City to consider rezoning request
by David Atchison
Sep 09, 2012 | 2578 views |  1 comments | 4 4 recommendations | email to a friend | print
PELL CITY — The mayor and City Council will consider whether to approve a rezoning request that many Oak Ridge community residents oppose.

A public hearing is scheduled for tonight at 6 p.m. in the council chambers at City Hall to hear proposed plans for the development of a 1.1-acre lot adjacent to Iola Roberts Elementary School, which was once an overflow area for new Miller Sutherlin Auto Mall automobiles and trucks. The car dealership closed its doors in 2009.

Local developer Jeff Jones with Riverbank Properties LLC said he wants to build a $1.5-$1.7 million retail center on the property for four to five businesses.

Riverbank Properties LLC is requesting that the property be rezoned from R-1, a low density residential district, to B-2, general business district.

Jones said the development will look much better than the house where a “non-taxpaying vagrant” was living.

Jones recently had the house torn down and the lot cleared. Trees were left along the backside of the property, which fronts U.S. 231, or Martin Street, at the Ninth Street intersection.

Pell City attorney Billy Church, who represents Riverbank Properties LLC, told the council at a Thursday work session that the former automobile dealership, which went out of business in 2009, used the lot commercially for 30 years, apparently without proper zoning.

“Never did anyone object to it being a car lot,” Church said. “This will be more desirable than a car lot.”

Jones said he understands some of the concerns from residents in the Oak Ridge community, but he has offered to nicely landscape the backside of the development.

He said the property in question is identified in the city’s Comprehensive Growth Plan, which was adopted Oct. 9, 2001, as commercial property. Jones said he is just seeking the proper zoning for the property.

He said the Planning and Zoning Board rejected Riverbank Properties’ rezoning request by a 3-2 vote, even though the board staff recommended approval.

Councilwoman Dot Wood, who represents the Oak Ridge community, said most of the residents there oppose rezoning of the property, but she has had a couple of residents tell her they were not opposed.

This is not the first request for the commercial rezoning of the property. In 2010, the former owner of the property requested that the property be rezoned B-2 for a new national chain automobile parts store. The Planning and Zoning Board approved the request, but it died when it reached the council.

At the Jan. 25, 2010, council meeting, Councilman Donnie Todd made a motion to rezone the property, but it died for lack of a second.

Wood said residents have the same objections to the rezoning request as they did in 2010.

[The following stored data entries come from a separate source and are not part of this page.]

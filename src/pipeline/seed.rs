// src/pipeline/seed.rs

//! Seed discovery from bio searches and curated lists.

use std::collections::HashSet;
use std::sync::Arc;

use super::progress::{ProgressEvent, ProgressSink, ProgressSource};
use super::retry::RetryPolicy;
use crate::error::{AppError, Disposition, RequestError, Result};
use crate::models::{Config, User, UserPage};
use crate::services::SeedSource;
use crate::storage::GraphStore;

#[derive(Debug, Clone, Copy)]
enum SeedQuery<'a> {
    Bio(&'a str),
    List(&'a str),
}

impl<'a> SeedQuery<'a> {
    fn source(self) -> ProgressSource {
        match self {
            SeedQuery::Bio(_) => ProgressSource::BioSearch,
            SeedQuery::List(_) => ProgressSource::List,
        }
    }

    fn kind(self) -> &'static str {
        match self {
            SeedQuery::Bio(_) => "keyword",
            SeedQuery::List(_) => "list",
        }
    }

    fn value(self) -> &'a str {
        match self {
            SeedQuery::Bio(value) | SeedQuery::List(value) => value,
        }
    }
}

/// Collects candidate seed accounts, de-duplicated across sources.
pub struct SeedCollector {
    source: Arc<dyn SeedSource>,
    retry: RetryPolicy,
    page_size: usize,
    progress: ProgressSink,
}

impl SeedCollector {
    pub fn new(source: Arc<dyn SeedSource>, config: &Config) -> Self {
        Self {
            source,
            retry: RetryPolicy::from(&config.retry),
            page_size: config.crawler.page_size,
            progress: ProgressSink::disabled(),
        }
    }

    pub fn with_progress(mut self, progress: ProgressSink) -> Self {
        self.progress = progress;
        self
    }

    /// Accounts whose bio matches each keyword, up to `max_per_keyword` each.
    pub async fn search_by_bio(
        &self,
        keywords: &[String],
        max_per_keyword: usize,
    ) -> Result<Vec<User>> {
        let mut seen = HashSet::new();
        let mut seeds = Vec::new();
        for keyword in keywords {
            self.collect(SeedQuery::Bio(keyword), max_per_keyword, &mut seen, &mut seeds)
                .await?;
        }
        log::info!(
            "Bio search over {} keywords found {} unique seeds",
            keywords.len(),
            seeds.len()
        );
        Ok(seeds)
    }

    /// Members of each list, up to `max_per_list` each.
    pub async fn scrape_lists(
        &self,
        list_ids: &[String],
        max_per_list: usize,
    ) -> Result<Vec<User>> {
        let mut seen = HashSet::new();
        let mut seeds = Vec::new();
        for list_id in list_ids {
            self.collect(SeedQuery::List(list_id), max_per_list, &mut seen, &mut seeds)
                .await?;
        }
        log::info!(
            "{} lists yielded {} unique seeds",
            list_ids.len(),
            seeds.len()
        );
        Ok(seeds)
    }

    /// Bio search followed by lists, de-duplicated across both.
    pub async fn collect_all(
        &self,
        keywords: &[String],
        max_per_keyword: usize,
        list_ids: &[String],
        max_per_list: usize,
    ) -> Result<Vec<User>> {
        let mut seen = HashSet::new();
        let mut seeds = Vec::new();
        for keyword in keywords {
            self.collect(SeedQuery::Bio(keyword), max_per_keyword, &mut seen, &mut seeds)
                .await?;
        }
        for list_id in list_ids {
            self.collect(SeedQuery::List(list_id), max_per_list, &mut seen, &mut seeds)
                .await?;
        }
        Ok(seeds)
    }

    /// Store seeds as `is_seed` at depth 0. Returns how many ids were new.
    pub async fn persist(&self, store: &dyn GraphStore, seeds: &[User]) -> Result<usize> {
        let seeds: Vec<User> = seeds.iter().cloned().map(User::as_seed).collect();
        let inserted = store.upsert_users(&seeds).await?;
        log::info!("Stored {} seeds ({} new)", seeds.len(), inserted);
        Ok(inserted)
    }

    /// Run one query, appending unseen users to `seeds`. A failing query is
    /// logged and skipped unless the failure is pool-wide.
    async fn collect(
        &self,
        query: SeedQuery<'_>,
        max: usize,
        seen: &mut HashSet<String>,
        seeds: &mut Vec<User>,
    ) -> Result<()> {
        let users = match self.fetch_all(query, max).await {
            Ok(users) => users,
            Err(err) if err.disposition() == Disposition::Fatal => {
                return Err(AppError::Request(err));
            }
            Err(err) => {
                log::warn!("Seed {} '{}' failed: {}", query.kind(), query.value(), err);
                Vec::new()
            }
        };

        let found = users.len();
        for user in users {
            if seen.insert(user.id.clone()) {
                seeds.push(user.as_seed());
            }
        }
        self.progress.emit(ProgressEvent::new(
            query.source(),
            query.value(),
            found,
            seeds.len(),
        ));
        Ok(())
    }

    async fn fetch_all(
        &self,
        query: SeedQuery<'_>,
        max: usize,
    ) -> std::result::Result<Vec<User>, RequestError> {
        let mut users = Vec::new();
        let mut cursor: Option<String> = None;
        let label = format!("{} '{}'", query.kind(), query.value());

        while users.len() < max {
            let count = self.page_size.min(max - users.len());
            let page = self
                .retry
                .run(&label, || self.fetch_page(query, count, cursor.as_deref()))
                .await?;
            let last = page.users.is_empty()
                || page.next_cursor.is_none()
                || page.next_cursor == cursor;
            users.extend(page.users);
            cursor = page.next_cursor;
            if last {
                break;
            }
        }

        users.truncate(max);
        Ok(users)
    }

    async fn fetch_page(
        &self,
        query: SeedQuery<'_>,
        count: usize,
        cursor: Option<&str>,
    ) -> std::result::Result<UserPage, RequestError> {
        match query {
            SeedQuery::Bio(keyword) => self.source.search_users_page(keyword, count, cursor).await,
            SeedQuery::List(list_id) => self.source.list_members_page(list_id, count, cursor).await,
        }
    }
}

#[cfg(test)]
mod tests {
    use super::*;
    use crate::error::PoolError;
    use crate::storage::MemoryStorage;
    use async_trait::async_trait;
    use std::collections::HashMap;

    fn user(id: &str) -> User {
        User {
            handle: format!("h{id}"),
            followers_count: 100,
            ..User::bare(id)
        }
    }

    /// Serves fixed result sets two users per page.
    #[derive(Default)]
    struct FakeSeeds {
        searches: HashMap<String, Vec<User>>,
        lists: HashMap<String, Vec<User>>,
        no_credentials: bool,
    }

    fn page(all: &[User], count: usize, cursor: Option<&str>) -> UserPage {
        let start: usize = cursor.and_then(|c| c.parse().ok()).unwrap_or(0);
        let end = (start + count.min(2)).min(all.len());
        UserPage {
            users: all[start..end].to_vec(),
            next_cursor: (end < all.len()).then(|| end.to_string()),
        }
    }

    #[async_trait]
    impl SeedSource for FakeSeeds {
        async fn search_users_page(
            &self,
            query: &str,
            count: usize,
            cursor: Option<&str>,
        ) -> std::result::Result<UserPage, RequestError> {
            if self.no_credentials {
                return Err(PoolError::NoCredentials.into());
            }
            match self.searches.get(query) {
                Some(all) => Ok(page(all, count, cursor)),
                None => Err(RequestError::Scraping {
                    endpoint: "SearchTimeline".into(),
                    status: 400,
                    message: "bad query".into(),
                }),
            }
        }

        async fn list_members_page(
            &self,
            list_id: &str,
            count: usize,
            cursor: Option<&str>,
        ) -> std::result::Result<UserPage, RequestError> {
            let all = self.lists.get(list_id).cloned().unwrap_or_default();
            Ok(page(&all, count, cursor))
        }
    }

    fn collector(source: FakeSeeds) -> SeedCollector {
        SeedCollector::new(Arc::new(source), &Config::default())
    }

    #[tokio::test]
    async fn test_search_paginates_and_caps() {
        let mut source = FakeSeeds::default();
        source
            .searches
            .insert("rust".into(), (1..=5).map(|i| user(&i.to_string())).collect());

        let seeds = collector(source)
            .search_by_bio(&["rust".to_string()], 3)
            .await
            .unwrap();
        let ids: Vec<_> = seeds.iter().map(|u| u.id.as_str()).collect();
        assert_eq!(ids, vec!["1", "2", "3"]);
        assert!(seeds.iter().all(|u| u.is_seed && u.depth == 0));
    }

    #[tokio::test]
    async fn test_dedup_across_sources_with_progress() {
        let mut source = FakeSeeds::default();
        source
            .searches
            .insert("defi".into(), vec![user("1"), user("2")]);
        source.lists.insert("L1".into(), vec![user("2"), user("3")]);
        let (sink, mut rx) = ProgressSink::channel();

        let seeds = collector(source)
            .with_progress(sink)
            .collect_all(&["defi".to_string()], 10, &["L1".to_string()], 10)
            .await
            .unwrap();
        assert_eq!(seeds.len(), 3);

        let first = rx.try_recv().unwrap();
        assert_eq!(first.source, ProgressSource::BioSearch);
        assert_eq!((first.users_found, first.total_so_far), (2, 2));
        let second = rx.try_recv().unwrap();
        assert_eq!(second.source, ProgressSource::List);
        assert_eq!(second.query_or_list_id, "L1");
        assert_eq!((second.users_found, second.total_so_far), (2, 3));
    }

    #[tokio::test]
    async fn test_failed_keyword_is_skipped() {
        let mut source = FakeSeeds::default();
        source.searches.insert("ok".into(), vec![user("1")]);

        let seeds = collector(source)
            .search_by_bio(&["missing".to_string(), "ok".to_string()], 10)
            .await
            .unwrap();
        assert_eq!(seeds.len(), 1);
    }

    #[tokio::test]
    async fn test_no_credentials_aborts() {
        let source = FakeSeeds {
            no_credentials: true,
            ..FakeSeeds::default()
        };
        let err = collector(source)
            .search_by_bio(&["rust".to_string()], 10)
            .await
            .unwrap_err();
        assert!(matches!(
            err,
            AppError::Request(RequestError::Pool(PoolError::NoCredentials))
        ));
    }

    #[tokio::test]
    async fn test_persist_marks_seeds() {
        let store = MemoryStorage::new();
        let c = collector(FakeSeeds::default());
        let inserted = c
            .persist(&store, &[user("1").with_depth(3), user("2")])
            .await
            .unwrap();
        assert_eq!(inserted, 2);

        let users = store.load_users().await.unwrap();
        assert!(users.iter().all(|u| u.is_seed && u.depth == 0));
    }
}
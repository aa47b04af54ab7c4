//! Local filesystem storage implementation.
//!
//! ## Storage Layout
//!
//! ```text
//! {root}/
//! ├── users.jsonl           # One user record per line, later lines win
//! ├── edges.jsonl           # One edge per line
//! ├── rankings.json         # Latest ranking run
//! └── checkpoint.json       # Present while a crawl is resumable
//! ```
//!
//! User and edge files are append-only; only records that change are
//! written. The full graph is replayed into memory on first access.

use std::path::PathBuf;

use async_trait::async_trait;
use serde::{Serialize, de::DeserializeOwned};
use tokio::io::AsyncWriteExt;
use tokio::sync::Mutex;

use super::{GraphStore, GraphTables};
use crate::error::{AppError, Result};
use crate::models::{CrawlCheckpoint, Edge, Ranking, User};

const USERS_KEY: &str = "users.jsonl";
const EDGES_KEY: &str = "edges.jsonl";
const RANKINGS_KEY: &str = "rankings.json";
const CHECKPOINT_KEY: &str = "checkpoint.json";

/// Local filesystem storage backend.
pub struct LocalStorage {
    root_dir: PathBuf,
    tables: Mutex<Option<GraphTables>>,
}

impl LocalStorage {
    /// Create a new LocalStorage rooted at the given directory.
    pub fn new(root_dir: impl Into<PathBuf>) -> Self {
        Self {
            root_dir: root_dir.into(),
            tables: Mutex::new(None),
        }
    }

    pub fn root_dir(&self) -> &PathBuf {
        &self.root_dir
    }

    /// Get the full path for a relative key.
    fn path(&self, key: &str) -> PathBuf {
        self.root_dir.join(key)
    }

    /// Ensure parent directory exists.
    async fn ensure_dir(&self, path: &PathBuf) -> Result<()> {
        if let Some(parent) = path.parent() {
            tokio::fs::create_dir_all(parent).await?;
        }
        Ok(())
    }

    /// Write bytes atomically (write to temp, then rename).
    async fn write_bytes(&self, key: &str, bytes: &[u8]) -> Result<()> {
        let path = self.path(key);
        self.ensure_dir(&path).await?;

        let tmp = path.with_extension("tmp");
        let mut file = tokio::fs::File::create(&tmp).await?;
        file.write_all(bytes).await?;
        file.flush().await?;
        drop(file);

        tokio::fs::rename(&tmp, &path).await?;
        Ok(())
    }

    /// Write JSON data.
    async fn write_json<T: Serialize + ?Sized>(&self, key: &str, value: &T) -> Result<()> {
        let bytes = serde_json::to_vec_pretty(value)?;
        self.write_bytes(key, &bytes).await
    }

    /// Read bytes, returning None if file doesn't exist.
    async fn read_bytes(&self, key: &str) -> Result<Option<Vec<u8>>> {
        let path = self.path(key);
        match tokio::fs::read(&path).await {
            Ok(bytes) => Ok(Some(bytes)),
            Err(e) if e.kind() == std::io::ErrorKind::NotFound => Ok(None),
            Err(e) => Err(AppError::Io(e)),
        }
    }

    /// Read JSON data.
    async fn read_json<T: DeserializeOwned>(&self, key: &str) -> Result<Option<T>> {
        match self.read_bytes(key).await? {
            Some(bytes) => Ok(Some(serde_json::from_slice(&bytes)?)),
            None => Ok(None),
        }
    }

    /// Append records as JSON lines.
    async fn append_lines<T: Serialize>(&self, key: &str, records: &[T]) -> Result<()> {
        if records.is_empty() {
            return Ok(());
        }
        let mut buffer = Vec::new();
        for record in records {
            serde_json::to_writer(&mut buffer, record)?;
            buffer.push(b'\n');
        }
        self.append_bytes(key, &buffer).await
    }

    async fn append_bytes(&self, key: &str, bytes: &[u8]) -> Result<()> {
        let path = self.path(key);
        self.ensure_dir(&path).await?;
        let mut file = tokio::fs::OpenOptions::new()
            .create(true)
            .append(true)
            .open(&path)
            .await?;
        file.write_all(bytes).await?;
        file.flush().await?;
        Ok(())
    }

    /// Read JSON lines. An unterminated last line is completed when it
    /// parses and cut from the file when it does not, so the next append
    /// starts on a line of its own.
    async fn read_lines<T: DeserializeOwned>(&self, key: &str) -> Result<Vec<T>> {
        let Some(bytes) = self.read_bytes(key).await? else {
            return Ok(Vec::new());
        };
        let complete = bytes
            .iter()
            .rposition(|&b| b == b'\n')
            .map_or(0, |i| i + 1);
        let (body, tail) = bytes.split_at(complete);

        let mut records = Vec::new();
        for (i, line) in String::from_utf8_lossy(body).lines().enumerate() {
            if line.trim().is_empty() {
                continue;
            }
            let record = serde_json::from_str(line)
                .map_err(|e| AppError::storage(format!("{key} line {}: {e}", i + 1)))?;
            records.push(record);
        }

        if tail.iter().all(u8::is_ascii_whitespace) {
            return Ok(records);
        }
        match serde_json::from_slice(tail) {
            Ok(record) => {
                records.push(record);
                self.append_bytes(key, b"\n").await?;
            }
            Err(e) => {
                log::warn!("Dropping incomplete last line of {}: {}", key, e);
                let file = tokio::fs::OpenOptions::new()
                    .write(true)
                    .open(self.path(key))
                    .await?;
                file.set_len(complete as u64).await?;
            }
        }
        Ok(records)
    }

    /// Replay the user and edge logs into memory.
    async fn load_tables(&self) -> Result<GraphTables> {
        let mut tables = GraphTables::default();
        let users: Vec<User> = self.read_lines(USERS_KEY).await?;
        tables.merge_users(&users);
        let edges: Vec<Edge> = self.read_lines(EDGES_KEY).await?;
        tables.insert_edges(&edges);
        let rankings: Vec<Ranking> = self.read_json(RANKINGS_KEY).await?.unwrap_or_default();
        tables.upsert_rankings(&rankings);
        log::debug!(
            "Loaded {} users and {} edges from {:?}",
            tables.users.len(),
            tables.edges.len(),
            self.root_dir
        );
        Ok(tables)
    }

    /// Tables from the guarded slot, loading them on first use.
    async fn loaded<'a>(&self, slot: &'a mut Option<GraphTables>) -> Result<&'a mut GraphTables> {
        if slot.is_none() {
            *slot = Some(self.load_tables().await?);
        }
        Ok(slot.get_or_insert_with(GraphTables::default))
    }
}

#[async_trait]
impl GraphStore for LocalStorage {
    async fn upsert_users(&self, users: &[User]) -> Result<usize> {
        let mut guard = self.tables.lock().await;
        let (inserted, changed) = self.loaded(&mut guard).await?.stage_users(users);
        if let Err(e) = self.append_lines(USERS_KEY, &changed).await {
            // Replay on next access so a partial append is repaired.
            *guard = None;
            return Err(e);
        }
        self.loaded(&mut guard).await?.commit_users(&changed);
        Ok(inserted)
    }

    async fn upsert_edges(&self, edges: &[Edge]) -> Result<usize> {
        let mut guard = self.tables.lock().await;
        let inserted = self.loaded(&mut guard).await?.stage_edges(edges);
        if let Err(e) = self.append_lines(EDGES_KEY, &inserted).await {
            *guard = None;
            return Err(e);
        }
        self.loaded(&mut guard).await?.edges.extend(inserted.iter().cloned());
        Ok(inserted.len())
    }

    async fn load_users(&self) -> Result<Vec<User>> {
        let mut guard = self.tables.lock().await;
        Ok(self.loaded(&mut guard).await?.sorted_users())
    }

    async fn load_edges(&self) -> Result<Vec<Edge>> {
        let mut guard = self.tables.lock().await;
        Ok(self.loaded(&mut guard).await?.edges.iter().cloned().collect())
    }

    async fn upsert_rankings(&self, rankings: &[Ranking]) -> Result<()> {
        let mut guard = self.tables.lock().await;
        let tables = self.loaded(&mut guard).await?;
        tables.upsert_rankings(rankings);
        let sorted = tables.sorted_rankings();
        self.write_json(RANKINGS_KEY, &sorted).await?;
        log::info!("Rankings: {} entries written to {}", sorted.len(), RANKINGS_KEY);
        Ok(())
    }

    async fn load_rankings(&self) -> Result<Vec<Ranking>> {
        let mut guard = self.tables.lock().await;
        Ok(self.loaded(&mut guard).await?.sorted_rankings())
    }

    async fn save_checkpoint(&self, checkpoint: &CrawlCheckpoint) -> Result<()> {
        self.write_json(CHECKPOINT_KEY, checkpoint).await
    }

    async fn load_checkpoint(&self) -> Result<Option<CrawlCheckpoint>> {
        self.read_json(CHECKPOINT_KEY).await
    }

    async fn clear_checkpoint(&self) -> Result<()> {
        match tokio::fs::remove_file(self.path(CHECKPOINT_KEY)).await {
            Ok(()) => Ok(()),
            Err(e) if e.kind() == std::io::ErrorKind::NotFound => Ok(()),
            Err(e) => Err(AppError::Io(e)),
        }
    }
}
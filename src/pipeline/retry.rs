// src/pipeline/retry.rs

//! Per-request retry loop driven by [`Disposition`].

use std::future::Future;

use crate::error::{Disposition, PoolError, RequestError};
use crate::models::RetryConfig;
use crate::utils::backoff::Backoff;

#[derive(Debug, Clone, Copy)]
pub struct RetryPolicy {
    max_attempts: u32,
    backoff: Backoff,
}

impl From<&RetryConfig> for RetryPolicy {
    fn from(config: &RetryConfig) -> Self {
        Self {
            max_attempts: config.max_attempts.max(1),
            backoff: Backoff::from(config),
        }
    }
}

impl RetryPolicy {
    pub fn new(max_attempts: u32, backoff: Backoff) -> Self {
        Self {
            max_attempts: max_attempts.max(1),
            backoff,
        }
    }

    /// Run `op` until it succeeds, fails with a non-retryable disposition,
    /// or `max_attempts` is reached. Returns the last error.
    pub async fn run<T, F, Fut>(&self, what: &str, mut op: F) -> Result<T, RequestError>
    where
        F: FnMut() -> Fut,
        Fut: Future<Output = Result<T, RequestError>>,
    {
        let mut attempt = 0;
        loop {
            let err = match op().await {
                Ok(value) => return Ok(value),
                Err(err) => err,
            };
            attempt += 1;
            if err.disposition() != Disposition::Retry || attempt >= self.max_attempts {
                return Err(err);
            }

            // 429s rotate to another credential, so only local waits are honored.
            let hint = match &err {
                RequestError::Backpressure { retry_after, .. }
                | RequestError::Pool(PoolError::Exhausted { retry_after }) => Some(*retry_after),
                _ => None,
            };
            let delay = self.backoff.delay_with_hint(attempt - 1, hint);
            log::warn!(
                "{} failed (attempt {}/{}): {}; retrying in {:?}",
                what,
                attempt,
                self.max_attempts,
                err,
                delay
            );
            tokio::time::sleep(delay).await;
        }
    }
}

#[cfg(test)]
mod tests {
    use super::*;
    use std::sync::atomic::{AtomicU32, Ordering};
    use std::time::Duration;

    fn policy(max_attempts: u32) -> RetryPolicy {
        RetryPolicy::new(
            max_attempts,
            Backoff::Fixed {
                delay: Duration::from_millis(10),
            },
        )
    }

    fn transport_error() -> RequestError {
        RequestError::Transport {
            endpoint: "Following".into(),
            message: "connection reset".into(),
            timeout: false,
        }
    }

    #[tokio::test(start_paused = true)]
    async fn test_retries_until_success() {
        let calls = AtomicU32::new(0);
        let result = policy(3)
            .run("page", || async {
                if calls.fetch_add(1, Ordering::SeqCst) < 2 {
                    Err(transport_error())
                } else {
                    Ok(7)
                }
            })
            .await;
        assert_eq!(result, Ok(7));
        assert_eq!(calls.load(Ordering::SeqCst), 3);
    }

    #[tokio::test(start_paused = true)]
    async fn test_gives_up_after_max_attempts() {
        let calls = AtomicU32::new(0);
        let result: Result<(), _> = policy(3)
            .run("page", || async {
                calls.fetch_add(1, Ordering::SeqCst);
                Err(transport_error())
            })
            .await;
        assert_eq!(result, Err(transport_error()));
        assert_eq!(calls.load(Ordering::SeqCst), 3);
    }

    #[tokio::test(start_paused = true)]
    async fn test_non_retryable_returns_immediately() {
        let calls = AtomicU32::new(0);
        let result: Result<(), _> = policy(5)
            .run("page", || async {
                calls.fetch_add(1, Ordering::SeqCst);
                Err(RequestError::Pool(PoolError::NoCredentials))
            })
            .await;
        assert_eq!(result, Err(RequestError::Pool(PoolError::NoCredentials)));
        assert_eq!(calls.load(Ordering::SeqCst), 1);
    }

    #[tokio::test(start_paused = true)]
    async fn test_exhausted_pool_waits_for_hint() {
        let calls = AtomicU32::new(0);
        let start = tokio::time::Instant::now();
        let result = policy(2)
            .run("page", || async {
                if calls.fetch_add(1, Ordering::SeqCst) == 0 {
                    Err(RequestError::Pool(PoolError::Exhausted {
                        retry_after: Duration::from_secs(5),
                    }))
                } else {
                    Ok(())
                }
            })
            .await;
        assert!(result.is_ok());
        assert!(start.elapsed() >= Duration::from_secs(5));
    }
}
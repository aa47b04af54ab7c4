//! Exponential backoff with jitter for per-page retries.

use std::time::Duration;

use crate::models::RetryConfig;

/// Backoff strategy between retry attempts.
#[derive(Debug, Clone, Copy, PartialEq)]
pub enum Backoff {
    /// Same delay every attempt.
    Fixed { delay: Duration },
    /// `base * factor^attempt`, capped at `max`, optionally jittered by +/- 50%.
    Exponential {
        base: Duration,
        factor: f64,
        max: Duration,
        jitter: bool,
    },
}

impl Backoff {
    /// Delay before retry number `attempt` (0-based).
    pub fn delay(self, attempt: u32) -> Duration {
        match self {
            Self::Fixed { delay } => delay,
            Self::Exponential {
                base,
                factor,
                max,
                jitter,
            } => {
                let exponent = i32::try_from(attempt).unwrap_or(i32::MAX);
                let seconds = base.as_secs_f64() * factor.powi(exponent);
                let capped = seconds.min(max.as_secs_f64());
                let delay = Duration::from_secs_f64(capped);

                if !jitter {
                    return delay;
                }
                let millis = delay.as_millis() as u64;
                let spread = millis / 2;
                let offset = fastrand::u64(0..=spread * 2);
                Duration::from_millis((millis + offset).saturating_sub(spread))
            }
        }
    }

    /// Delay honoring a server hint: never shorter than `hint`.
    pub fn delay_with_hint(self, attempt: u32, hint: Option<Duration>) -> Duration {
        let computed = self.delay(attempt);
        hint.map_or(computed, |hint| computed.max(hint))
    }
}

impl From<&RetryConfig> for Backoff {
    fn from(config: &RetryConfig) -> Self {
        Self::Exponential {
            base: Duration::from_millis(config.base_delay_ms),
            factor: config.factor,
            max: Duration::from_millis(config.max_delay_ms),
            jitter: config.jitter,
        }
    }
}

She said the biggest concern from residents is safety with the increased traffic near Iola Roberts Elementary School and in their neighborhood.

Jones said his new development would have an exit, away from the school, where people doing business in the new development would exit north of the Ninth Street intersection, if they were traveling north on U.S. 231.

Wood said residents also worry that if the city rezones the property, other adjacent property owners will also seek to rezone their property for commercial use.

In 2010, Wood said the rezoning of the property would amount to “spot zoning” because all land connected to the property is zoned residential.